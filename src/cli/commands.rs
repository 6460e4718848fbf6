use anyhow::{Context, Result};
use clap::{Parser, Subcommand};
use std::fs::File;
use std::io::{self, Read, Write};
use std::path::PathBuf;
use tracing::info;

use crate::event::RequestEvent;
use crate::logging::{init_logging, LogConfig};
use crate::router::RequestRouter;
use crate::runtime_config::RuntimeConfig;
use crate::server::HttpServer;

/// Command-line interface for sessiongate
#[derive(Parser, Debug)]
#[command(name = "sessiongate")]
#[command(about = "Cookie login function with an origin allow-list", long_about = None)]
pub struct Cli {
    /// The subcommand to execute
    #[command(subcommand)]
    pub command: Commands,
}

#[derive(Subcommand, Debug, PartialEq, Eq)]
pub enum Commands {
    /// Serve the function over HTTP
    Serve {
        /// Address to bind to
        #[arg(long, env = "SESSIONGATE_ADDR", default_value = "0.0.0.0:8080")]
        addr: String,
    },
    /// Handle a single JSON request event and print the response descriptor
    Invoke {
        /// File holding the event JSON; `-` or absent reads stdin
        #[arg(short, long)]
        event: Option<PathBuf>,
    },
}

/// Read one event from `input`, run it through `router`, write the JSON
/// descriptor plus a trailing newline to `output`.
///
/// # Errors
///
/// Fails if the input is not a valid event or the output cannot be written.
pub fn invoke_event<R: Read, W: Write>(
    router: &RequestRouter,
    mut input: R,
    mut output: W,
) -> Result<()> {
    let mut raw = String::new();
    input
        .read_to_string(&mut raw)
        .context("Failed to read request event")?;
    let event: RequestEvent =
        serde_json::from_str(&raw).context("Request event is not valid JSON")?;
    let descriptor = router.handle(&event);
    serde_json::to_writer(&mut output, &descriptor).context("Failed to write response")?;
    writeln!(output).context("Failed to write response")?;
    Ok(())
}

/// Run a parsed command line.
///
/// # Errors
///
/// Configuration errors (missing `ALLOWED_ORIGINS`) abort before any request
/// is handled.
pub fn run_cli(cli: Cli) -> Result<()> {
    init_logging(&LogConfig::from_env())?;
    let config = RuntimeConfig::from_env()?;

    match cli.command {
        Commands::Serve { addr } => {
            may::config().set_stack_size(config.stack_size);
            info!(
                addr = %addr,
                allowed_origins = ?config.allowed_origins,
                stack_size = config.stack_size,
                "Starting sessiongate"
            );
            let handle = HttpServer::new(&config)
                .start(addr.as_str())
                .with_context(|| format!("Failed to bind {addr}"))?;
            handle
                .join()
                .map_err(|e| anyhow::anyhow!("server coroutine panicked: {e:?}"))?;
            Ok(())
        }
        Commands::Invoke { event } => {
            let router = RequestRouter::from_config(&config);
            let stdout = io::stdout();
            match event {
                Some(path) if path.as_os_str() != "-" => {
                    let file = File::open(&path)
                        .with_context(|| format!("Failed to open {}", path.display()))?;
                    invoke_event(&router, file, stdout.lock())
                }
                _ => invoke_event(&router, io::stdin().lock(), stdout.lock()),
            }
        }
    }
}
========================================================================
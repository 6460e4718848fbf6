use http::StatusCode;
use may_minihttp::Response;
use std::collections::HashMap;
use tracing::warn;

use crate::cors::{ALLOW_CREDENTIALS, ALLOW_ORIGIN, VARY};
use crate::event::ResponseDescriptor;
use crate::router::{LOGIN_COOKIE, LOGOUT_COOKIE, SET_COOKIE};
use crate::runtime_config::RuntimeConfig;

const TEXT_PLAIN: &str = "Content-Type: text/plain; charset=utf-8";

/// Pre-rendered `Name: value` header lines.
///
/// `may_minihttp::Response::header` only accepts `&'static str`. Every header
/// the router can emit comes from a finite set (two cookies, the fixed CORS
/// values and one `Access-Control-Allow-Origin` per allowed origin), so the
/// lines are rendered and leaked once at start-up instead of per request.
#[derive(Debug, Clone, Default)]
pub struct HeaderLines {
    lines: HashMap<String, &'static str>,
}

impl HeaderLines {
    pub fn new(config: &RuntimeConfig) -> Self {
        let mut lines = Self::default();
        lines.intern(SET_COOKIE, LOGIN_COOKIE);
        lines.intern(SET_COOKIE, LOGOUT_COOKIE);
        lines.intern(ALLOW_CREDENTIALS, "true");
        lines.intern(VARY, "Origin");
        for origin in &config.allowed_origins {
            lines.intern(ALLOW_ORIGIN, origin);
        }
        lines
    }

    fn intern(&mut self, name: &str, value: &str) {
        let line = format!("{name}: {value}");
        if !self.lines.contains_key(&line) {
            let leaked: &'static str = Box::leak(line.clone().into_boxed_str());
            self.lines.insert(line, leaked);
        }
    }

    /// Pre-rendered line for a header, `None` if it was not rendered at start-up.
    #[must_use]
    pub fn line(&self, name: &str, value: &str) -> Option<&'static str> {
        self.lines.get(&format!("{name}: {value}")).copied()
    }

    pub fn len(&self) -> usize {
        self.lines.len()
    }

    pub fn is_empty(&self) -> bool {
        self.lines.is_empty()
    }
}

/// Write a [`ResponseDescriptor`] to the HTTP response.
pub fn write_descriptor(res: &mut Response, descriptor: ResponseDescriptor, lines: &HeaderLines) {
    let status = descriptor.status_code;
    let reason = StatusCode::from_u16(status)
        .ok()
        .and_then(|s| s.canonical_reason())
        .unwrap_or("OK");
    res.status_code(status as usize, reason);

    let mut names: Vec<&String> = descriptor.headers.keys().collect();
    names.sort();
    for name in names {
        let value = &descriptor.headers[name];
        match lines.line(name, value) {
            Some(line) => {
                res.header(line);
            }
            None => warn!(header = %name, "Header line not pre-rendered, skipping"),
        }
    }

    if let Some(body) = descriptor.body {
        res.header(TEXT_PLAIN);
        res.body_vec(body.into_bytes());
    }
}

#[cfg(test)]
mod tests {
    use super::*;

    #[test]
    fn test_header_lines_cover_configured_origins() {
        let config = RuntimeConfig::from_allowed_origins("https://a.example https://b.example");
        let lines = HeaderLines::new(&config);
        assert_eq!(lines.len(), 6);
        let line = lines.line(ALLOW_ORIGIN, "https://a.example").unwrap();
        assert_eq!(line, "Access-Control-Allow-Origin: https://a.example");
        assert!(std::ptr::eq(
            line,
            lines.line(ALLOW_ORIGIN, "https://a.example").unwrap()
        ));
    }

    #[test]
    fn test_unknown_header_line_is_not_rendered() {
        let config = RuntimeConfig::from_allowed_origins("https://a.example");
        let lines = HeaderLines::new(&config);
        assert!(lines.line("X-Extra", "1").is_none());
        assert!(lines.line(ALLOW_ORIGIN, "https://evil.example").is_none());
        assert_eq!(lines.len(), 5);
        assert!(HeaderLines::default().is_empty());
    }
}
========================================================================
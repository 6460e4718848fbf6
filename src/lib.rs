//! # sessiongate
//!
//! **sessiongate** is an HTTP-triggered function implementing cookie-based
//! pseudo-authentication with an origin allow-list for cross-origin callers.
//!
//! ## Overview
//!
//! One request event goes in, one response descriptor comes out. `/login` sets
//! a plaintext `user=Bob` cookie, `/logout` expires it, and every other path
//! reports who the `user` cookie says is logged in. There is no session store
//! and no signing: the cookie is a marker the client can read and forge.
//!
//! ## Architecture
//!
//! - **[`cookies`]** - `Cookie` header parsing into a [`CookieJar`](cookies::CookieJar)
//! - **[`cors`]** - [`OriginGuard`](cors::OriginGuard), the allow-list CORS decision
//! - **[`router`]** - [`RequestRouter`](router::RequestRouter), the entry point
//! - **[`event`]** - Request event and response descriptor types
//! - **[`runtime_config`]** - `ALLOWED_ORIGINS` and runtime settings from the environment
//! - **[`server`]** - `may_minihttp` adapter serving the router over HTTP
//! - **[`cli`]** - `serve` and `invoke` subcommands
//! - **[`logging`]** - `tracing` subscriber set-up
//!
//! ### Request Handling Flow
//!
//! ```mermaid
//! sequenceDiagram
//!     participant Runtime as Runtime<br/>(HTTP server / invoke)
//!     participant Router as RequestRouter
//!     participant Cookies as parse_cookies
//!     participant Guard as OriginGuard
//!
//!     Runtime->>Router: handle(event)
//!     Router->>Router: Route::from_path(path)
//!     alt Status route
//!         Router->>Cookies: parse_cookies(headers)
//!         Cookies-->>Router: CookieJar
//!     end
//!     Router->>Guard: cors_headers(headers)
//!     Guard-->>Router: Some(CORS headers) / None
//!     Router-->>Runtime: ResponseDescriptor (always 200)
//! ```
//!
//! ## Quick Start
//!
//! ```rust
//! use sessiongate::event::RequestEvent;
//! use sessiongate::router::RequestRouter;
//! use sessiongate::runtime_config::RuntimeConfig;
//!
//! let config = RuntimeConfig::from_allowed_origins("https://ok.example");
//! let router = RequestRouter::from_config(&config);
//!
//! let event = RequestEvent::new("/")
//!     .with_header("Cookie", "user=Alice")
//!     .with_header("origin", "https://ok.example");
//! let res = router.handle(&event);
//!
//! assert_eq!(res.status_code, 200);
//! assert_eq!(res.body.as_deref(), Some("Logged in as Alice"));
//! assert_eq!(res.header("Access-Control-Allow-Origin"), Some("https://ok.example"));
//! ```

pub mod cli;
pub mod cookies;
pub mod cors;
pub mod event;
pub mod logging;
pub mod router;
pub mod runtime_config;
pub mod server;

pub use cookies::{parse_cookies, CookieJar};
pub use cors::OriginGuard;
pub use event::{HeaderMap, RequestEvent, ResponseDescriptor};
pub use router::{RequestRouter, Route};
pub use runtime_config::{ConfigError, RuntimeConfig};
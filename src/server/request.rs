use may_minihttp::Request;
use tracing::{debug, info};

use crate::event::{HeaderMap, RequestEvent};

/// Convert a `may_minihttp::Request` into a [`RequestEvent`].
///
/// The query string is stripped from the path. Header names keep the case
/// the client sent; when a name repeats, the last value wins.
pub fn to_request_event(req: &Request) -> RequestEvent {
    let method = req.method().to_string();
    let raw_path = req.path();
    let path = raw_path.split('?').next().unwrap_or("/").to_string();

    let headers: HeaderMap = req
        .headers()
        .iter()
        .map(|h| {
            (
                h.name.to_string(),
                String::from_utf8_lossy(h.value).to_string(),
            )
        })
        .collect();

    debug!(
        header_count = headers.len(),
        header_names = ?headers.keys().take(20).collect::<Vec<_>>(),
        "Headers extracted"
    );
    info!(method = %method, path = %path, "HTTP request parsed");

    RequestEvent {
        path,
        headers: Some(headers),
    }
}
========================================================================
# What is being asked
Lines holding the string "PathBuf" in the records: how many are there? Give only the number.

# Response for this exercise
2